MaN - 16-Apr-18 @ 12:45 PM
Hi, does anybody know where i stand with my landlord. We moved into a property that is entirely gravelled. We were told it had been lined and gravelled so would be low maintenance. However, weeds sprung up almost immediately like a sea of cress and I took days off to get it sorted because the landlord rang our agents to complain to us about it. On closer inspection the gravel she has used is full of soil so it wasn't clean gravel to start with. It's spring now and the weeds are worse than before and I'm spending all my free time weeding it. I have sciatica so it's excruciating but I don't know what to do. I've spent lots of money on weed killer, sprayers, all sorts but it's not helped. I've even sprayed it all turned it over with a rake and sprayed it again. I asked the agent if she could ask the landlord to help or to compromise and was told she won't because she's already paid to have it lined and gravelled. The gravel used was full of soil so of course it sprung weeds! I don't know what to do, if i give up and let it get weedy it then I'll get penalised when I move out surely? Do I legally have to keep it weed free? Do I have to employ a gardener? I wish it was a lawn, I actually like mowing grass, much easier. Any advice greatly appreciated.
Weedsaremylife - 14-Apr-18 @ 1:36 PM
@Becky - Unless you can negotiate with your landlord mutually, then either you or your landlord can take the matter to the small claim's court. In reality, they are two separate issues which are not really connected. So, it can be construed that your landlord is in the right as to the terms of the contract.
Tess - 23-Mar-18 @ 10:59 AM
In June 2017 I emailed the estate agent to tell them that the decking in our back garden was rotten and that it needs fixing, they said they would look into it and contact the landlord. Later they got back to me saying that they had contacted contractors to come a quote. After a while we requested it be looked into again as by this point the weather was turning for winter and nobody had come to have a look at it. We had two different contractors turn up with no prior warning, they took measurements and then in December we had contact from the agency saying that because the weather was too bad it would be left until the new year. At this point there were holes appearing in the decking and it was unsafe for us or the dogs to use. The decking is directly outside the back door with a drop underneath it. In the new year we were told that a garden company was coming out to fix all of the decking in the garden. One man arrived with little materials and was going to just patch up the wholes. i called the estate agent whilst he was on site and they sent him away as they had been quoted for the while garden. The gardener himself took more measurements and left telling us it was all rotten and not worth patching. After some more time we got told that the landlord was looking at different contractors and taking the originals to court. Nothing more was done, we had had enough and started looking to move.We found another property with no decking and I gave my months notice. Now they are trying to get me to pay another months rent on top of my notice as it was two days out of the rental period. They have had a viewing for the property, they told the estate agent that they wouldn't take the property as the garden was unsafe.

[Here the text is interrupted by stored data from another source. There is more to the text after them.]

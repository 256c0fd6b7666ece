//! Entity Module

pub mod course;
pub mod enrolled_user;
pub mod session;
pub mod user;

After all the aggro i have asked the landlord to release us from the responsibility of the property after the one months notice and they said only if they get another tenant and i would have to pay a fee. So they have just sent the original gardeners back around to give ANOTHER quote. My question is am i within my right to not pay any early leaving fee and an extra months rent as they have not stuck to their side of the contract in fixing any structural fixtures within the property? 9 Months and the Garden is still not safe. The landlord came around in Jan to have a look at it and her husband almost fell on the decking as it is so slippery and rotten. He said he would first of make it safe. Yet Nothing Three months later?